Gıdıklanıyormuş gibi gülüyordu.
«O gün, hani parkta.. Onunla mı?» «Hangi?»
«Parkta geziyordunuz hani..»
Şoförün karısının boynuna sarılan Neriman onu öptü, öptü.
«Anneme söyleme olmaz mı?»
«Onunla değil mi?»
«Evet..»
«Öğrenci değil mi o?»
«Lisede..»
«Seviyor musun?»
«Bilmem..»
«O seni seviyor mu?»
«Görme.. Senin için ölebilirim diyor-. Hem ne diyor biliyor musun? Tıpkı diyor, tıpkı
Lana Turner’e benzk yorsun diyor.. İstanbul’a gidelim diyor..»
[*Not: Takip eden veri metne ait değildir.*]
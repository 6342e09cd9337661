//! Transformers for administrative regulations.

use chrono::NaiveDate;
use roxmltree::Document;
use tracing::warn;

use super::common::{
    classification_values, meta, note_texts, paragraphs, parse_date, proprietary_meta,
    reference_payloads, ris_list, single_norms_of, transform_document_number,
    transform_fundstellen, transform_id, transform_kurzreferat, transform_long_title,
    transform_norm_references,
};
use crate::convert::vocabulary::*;
use crate::lookup::DocumentTypeLookup;
use crate::model::{
    ActiveCitation, ActiveReference, AdmDocumentationUnitContent, Court, DocumentCategory,
    DocumentType, FieldOfLaw, Institution, InstitutionType, Normgeber, Region,
};
use crate::xml::{
    find_by_path, find_child, find_child_with_attribute, find_children, get_attribute,
    non_blank_text,
};

/// Read an administrative regulation.
pub(crate) fn read(
    document: &Document<'_>,
    lookup: &dyn DocumentTypeLookup,
) -> AdmDocumentationUnitContent {
    AdmDocumentationUnitContent {
        id: transform_id(document),
        document_number: transform_document_number(document),
        langueberschrift: transform_long_title(document),
        dokumenttyp: transform_dokumenttyp(document, lookup),
        dokumenttyp_zusatz: transform_dokumenttyp_zusatz(document),
        zitierdaten: transform_zitierdaten(document),
        inkrafttretedatum: transform_inkrafttretedatum(document),
        ausserkrafttretedatum: transform_ausserkrafttretedatum(document),
        gliederung: transform_gliederung(document),
        kurzreferat: transform_kurzreferat(document),
        keywords: classification_values(document, SOURCE_SCHLAGWORT),
        fields_of_law: transform_fields_of_law(document),
        aktenzeichen: ris_list(document, AKTENZEICHEN_LISTE, AKTENZEICHEN),
        fundstellen: transform_fundstellen(document),
        norm_references: transform_norm_references(document),
        active_references: transform_active_references(document),
        active_citations: transform_active_citations(document),
        normgeber_list: transform_normgeber(document),
        berufsbilder: ris_list(document, BERUFSBILDER, BERUFSBILD),
        titelaspekte: ris_list(document, TITELASPEKTE, TITELASPEKT),
        definitionen: ris_list(document, DEFINITIONEN, DEFINITION),
        note: note_texts(document, SOURCE_NOTIZ).into_iter().next(),
    }
}

/// Document type, resolved through the lookup table.
pub fn transform_dokumenttyp(
    document: &Document<'_>,
    lookup: &dyn DocumentTypeLookup,
) -> Option<DocumentType> {
    let node = find_child(proprietary_meta(document)?, local(DOKUMENT_TYP))?;
    let code = get_attribute(node, "category")?;
    let resolved = lookup.resolve_document_type(code, DocumentCategory::Verwaltungsvorschrift);
    if resolved.is_none() {
        warn!(code, "unknown document type");
    }
    resolved
}

pub fn transform_dokumenttyp_zusatz(document: &Document<'_>) -> Option<String> {
    non_blank_text(find_child(proprietary_meta(document)?, local(DOKUMENT_TYP))?)
}

pub fn transform_zitierdaten(document: &Document<'_>) -> Vec<NaiveDate> {
    ris_list(document, ZITIERDATEN, ZITIERDATUM)
        .iter()
        .filter_map(|value| parse_date(value))
        .collect()
}

fn lifecycle_date(document: &Document<'_>, refers_to: &str) -> Option<NaiveDate> {
    let lifecycle = find_child(meta(document)?, local(LIFECYCLE))?;
    let event = find_child_with_attribute(lifecycle, local(EVENT_REF), "refersTo", refers_to)?;
    parse_date(get_attribute(event, "date")?)
}

pub fn transform_inkrafttretedatum(document: &Document<'_>) -> Option<NaiveDate> {
    lifecycle_date(document, EVENT_INKRAFTTRETEN)
}

pub fn transform_ausserkrafttretedatum(document: &Document<'_>) -> Option<NaiveDate> {
    lifecycle_date(document, EVENT_AUSSERKRAFTTRETEN)
}

/// Table of contents from the `gliederung` container of the preface.
pub fn transform_gliederung(document: &Document<'_>) -> Option<String> {
    let preface = find_by_path(document.root_element(), "doc/preface")?;
    let container = find_child_with_attribute(preface, local(CONTAINER), "name", NAME_GLIEDERUNG)?;
    paragraphs(container)
}

pub fn transform_fields_of_law(document: &Document<'_>) -> Vec<FieldOfLaw> {
    let Some(list) = proprietary_meta(document).and_then(|m| find_child(m, local(SACHGEBIETE)))
    else {
        return Vec::new();
    };
    find_children(list, local(SACHGEBIET))
        .filter_map(|node| {
            Some(FieldOfLaw {
                identifier: get_attribute(node, "notation")?.to_string(),
                text: non_blank_text(node).unwrap_or_default(),
            })
        })
        .collect()
}

/// Active references, one per reference entry.
pub fn transform_active_references(document: &Document<'_>) -> Vec<ActiveReference> {
    reference_payloads(document, ACTIVE_REFERENCE)
        .into_iter()
        .filter_map(|payload| {
            let (Some(reference_type), Some(abbreviation)) = (
                get_attribute(payload, "referenceType"),
                get_attribute(payload, "normAbbreviation"),
            ) else {
                warn!("skipping incomplete active reference");
                return None;
            };
            Some(ActiveReference {
                reference_type: reference_type.to_string(),
                norm_abbreviation: abbreviation.to_string(),
                single_norms: single_norms_of(payload),
            })
        })
        .collect()
}

pub fn transform_active_citations(document: &Document<'_>) -> Vec<ActiveCitation> {
    reference_payloads(document, CASELAW_REFERENCE)
        .into_iter()
        .map(|payload| ActiveCitation {
            citation_type: get_attribute(payload, "citationType").map(str::to_string),
            court: get_attribute(payload, "courtType").map(|court_type| Court {
                court_type: court_type.to_string(),
                location: get_attribute(payload, "courtLocation").map(str::to_string),
            }),
            decision_date: get_attribute(payload, "date").and_then(parse_date),
            file_number: get_attribute(payload, "fileNumber").map(str::to_string),
            document_number: get_attribute(payload, "documentNumber").map(str::to_string),
        })
        .collect()
}

pub fn transform_normgeber(document: &Document<'_>) -> Vec<Normgeber> {
    let Some(list) = proprietary_meta(document).and_then(|m| find_child(m, local(NORMGEBER_LISTE)))
    else {
        return Vec::new();
    };
    find_children(list, local(NORMGEBER))
        .filter_map(|node| {
            let name = get_attribute(node, "institution")?;
            let Some(institution_type) =
                get_attribute(node, "type").and_then(InstitutionType::from_attribute)
            else {
                warn!(institution = name, "skipping normgeber without valid type");
                return None;
            };
            let regions = find_children(node, local(REGION))
                .filter_map(|region| {
                    Some(Region {
                        code: get_attribute(region, "code")?.to_string(),
                        long_text: get_attribute(region, "longText").map(str::to_string),
                    })
                })
                .collect();
            Some(Normgeber {
                institution: Institution {
                    name: name.to_string(),
                    official_name: get_attribute(node, "officialName").map(str::to_string),
                    institution_type,
                },
                regions,
            })
        })
        .collect()
}
//! Canonical child order per parent element.
//!
//! The table is data, not logic: the built-in table is embedded from
//! `resources/canonical_order.yaml` and a table for another schema
//! version can be loaded from a file without touching the algorithm.

use std::collections::HashMap;
use std::path::Path;
use std::sync::{Arc, LazyLock};

use serde::Deserialize;

use crate::config::validate_qualified_name;
use crate::error::{LdmlError, Result};

const DEFAULT_TABLE_YAML: &str = include_str!("../../resources/canonical_order.yaml");

#[allow(clippy::expect_used)] // Embedded resource, covered by tests
static DEFAULT_TABLE: LazyLock<Arc<CanonicalOrderTable>> = LazyLock::new(|| {
    Arc::new(
        CanonicalOrderTable::from_yaml_str(DEFAULT_TABLE_YAML)
            .expect("embedded canonical order table is valid"),
    )
});

/// On-disk shape of an order table.
#[derive(Debug, Deserialize)]
struct OrderTableFile {
    schema_version: String,
    elements: HashMap<String, Vec<String>>,
}

/// Immutable mapping parent tag -> allowed child tags in schema order.
#[derive(Debug, Clone, PartialEq, Eq)]
pub struct CanonicalOrderTable {
    schema_version: String,
    /// parent -> child -> rank
    ranks: HashMap<String, HashMap<String, usize>>,
    /// parent -> ordered children, kept for inspection
    entries: HashMap<String, Vec<String>>,
}

impl CanonicalOrderTable {
    /// The built-in table for the current schema version.
    #[must_use]
    pub fn default_table() -> Arc<CanonicalOrderTable> {
        Arc::clone(&DEFAULT_TABLE)
    }

    /// Build a table from `(parent, children)` entries.
    pub fn new(
        schema_version: impl Into<String>,
        entries: impl IntoIterator<Item = (String, Vec<String>)>,
    ) -> Result<Self> {
        let mut ranks = HashMap::new();
        let mut ordered = HashMap::new();

        for (parent, children) in entries {
            validate_qualified_name(&parent)
                .map_err(|_| LdmlError::OrderTable(format!("invalid parent tag '{parent}'")))?;

            let mut child_ranks = HashMap::with_capacity(children.len());
            for (rank, child) in children.iter().enumerate() {
                validate_qualified_name(child).map_err(|_| {
                    LdmlError::OrderTable(format!("invalid child tag '{child}' under '{parent}'"))
                })?;
                if child_ranks.insert(child.clone(), rank).is_some() {
                    return Err(LdmlError::OrderTable(format!(
                        "duplicate child tag '{child}' under '{parent}'"
                    )));
                }
            }

            ranks.insert(parent.clone(), child_ranks);
            ordered.insert(parent, children);
        }

        Ok(Self {
            schema_version: schema_version.into(),
            ranks,
            entries: ordered,
        })
    }

    /// Parse a table from YAML.
    pub fn from_yaml_str(yaml: &str) -> Result<Self> {
        let file: OrderTableFile = serde_yaml_ng::from_str(yaml)?;
        Self::new(file.schema_version, file.elements)
    }

    /// Load a table from a YAML file.
    pub fn from_path(path: &Path) -> Result<Self> {
        let yaml = std::fs::read_to_string(path)?;
        Self::from_yaml_str(&yaml)
    }

    #[must_use]
    pub fn schema_version(&self) -> &str {
        &self.schema_version
    }

    /// Rank of `child` under `parent`, or `None` when either is unconstrained.
    #[must_use]
    pub fn rank(&self, parent: &str, child: &str) -> Option<usize> {
        self.ranks.get(parent)?.get(child).copied()
    }

    /// Whether the table constrains the children of `parent`.
    #[must_use]
    pub fn has_entry(&self, parent: &str) -> bool {
        self.ranks.contains_key(parent)
    }

    /// Ordered child tags of `parent`.
    #[must_use]
    pub fn children_of(&self, parent: &str) -> Option<&[String]> {
        self.entries.get(parent).map(Vec::as_slice)
    }
}

#[cfg(test)]
mod tests {
    use super::*;

    #[test]
    fn test_default_table_loads() {
        let table = CanonicalOrderTable::default_table();
        assert!(table.has_entry("akn:meta"));
        assert!(table.has_entry("ris:meta"));
        assert_eq!(table.rank("akn:doc", "akn:meta"), Some(0));
        assert!(table.rank("akn:doc", "akn:mainBody") > table.rank("akn:doc", "akn:preface"));
    }

    #[test]
    fn test_rank_unknown() {
        let table = CanonicalOrderTable::default_table();
        assert_eq!(table.rank("akn:meta", "akn:unknown"), None);
        assert_eq!(table.rank("akn:unknown", "akn:meta"), None);
    }

    #[test]
    fn test_from_yaml_str() {
        let yaml = r#"
schema_version: "test-1"
elements:
  a:
    - b
    - c
"#;
        let table = CanonicalOrderTable::from_yaml_str(yaml).unwrap();
        assert_eq!(table.schema_version(), "test-1");
        assert_eq!(table.rank("a", "c"), Some(1));
        assert_eq!(
            table.children_of("a"),
            Some(&["b".to_string(), "c".to_string()][..])
        );
    }

    #[test]
    fn test_duplicate_child_rejected() {
        let result = CanonicalOrderTable::new(
            "test",
            [("a".to_string(), vec!["b".to_string(), "b".to_string()])],
        );
        assert!(matches!(result, Err(LdmlError::OrderTable(_))));
    }

    #[test]
    fn test_invalid_tag_rejected() {
        let result =
            CanonicalOrderTable::new("test", [("a".to_string(), vec!["not a tag".to_string()])]);
        assert!(matches!(result, Err(LdmlError::OrderTable(_))));
    }

    #[test]
    fn test_from_path() {
        let dir = tempfile::tempdir().unwrap();
        let path = dir.path().join("order.yaml");
        std::fs::write(&path, "schema_version: v2\nelements:\n  x: [y, z]\n").unwrap();

        let table = CanonicalOrderTable::from_path(&path).unwrap();
        assert_eq!(table.schema_version(), "v2");
        assert_eq!(table.rank("x", "z"), Some(1));
    }
}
«İstanbul’a mı gidelim diyor? Ne yapacaksınız orda?»
«Film çevireceğiz. Onun orda öyle tanıdıkları var ki.. Seni bir görsünler diyor..»
«Sen ne diyorsun?»
«Ben mi? Hiç..»
Şoförün karısı:
«Böyle maceralardan vazgeç» dedi. «O daha bir okul öğrencisi, ağzı süt kokuyor.
Sense yetişmiş bir kızsın. Otur evinde, bekle kısmetini. Bir çocuğun peşine düşülüp de diyar diyar gidilir mi? Senin gibi neler var orda..»
«… artist olacağım derken, başına iş açar, ortalığa düşersin Al ah göstermiye…»
Şoförün karısına öfkeyle bakan Neriman :
«Bu memleketten ve Çamaşırcı Hacer’in kızı olmaktan bıktım Saime Abla!» dedi-
«Sokağa çıkarken giyecek doğru dürüst bir şeyim yok- Ondan bundan istemekten utanıyorum, yerlere geçiyorum.. Ben de gencim, benim de canım var, ben de kendime ait öteberilerimi herkes gibi giyinmek isterim, hakkım değil mi?»
«Haklısın kızım, elbette haklısın ama.. Kader.. Bak, yetiştin maşallah.. Sık dişini biraz daha, elbette bir kısmetin çıkacak… Seni alacak adam giyimini, kuşamını da düşünecek elbet…»
Neriman uzun uzun dinledi. Sıkılmaya başlamıştı. Bunu anlıyan şoförün karısı:Canını sıkıyorum değil mi?» dedi.
«Yoo.. Hayır…»
«Dost acı söyler. Ayağını denk al. O daha bir çocuk.. Peşine takılınıp diyar diyar gidilmez! Beş parasız İstanbul’a gitmenin ne olduğunu bilmezsin…»
Neriman cevap vermedi- Elinde öteberiler, ayaklarında nalın, arka sokağın bozuk parkelerinde, kendi kendisiyle konuşarak, avludan içeri girdi.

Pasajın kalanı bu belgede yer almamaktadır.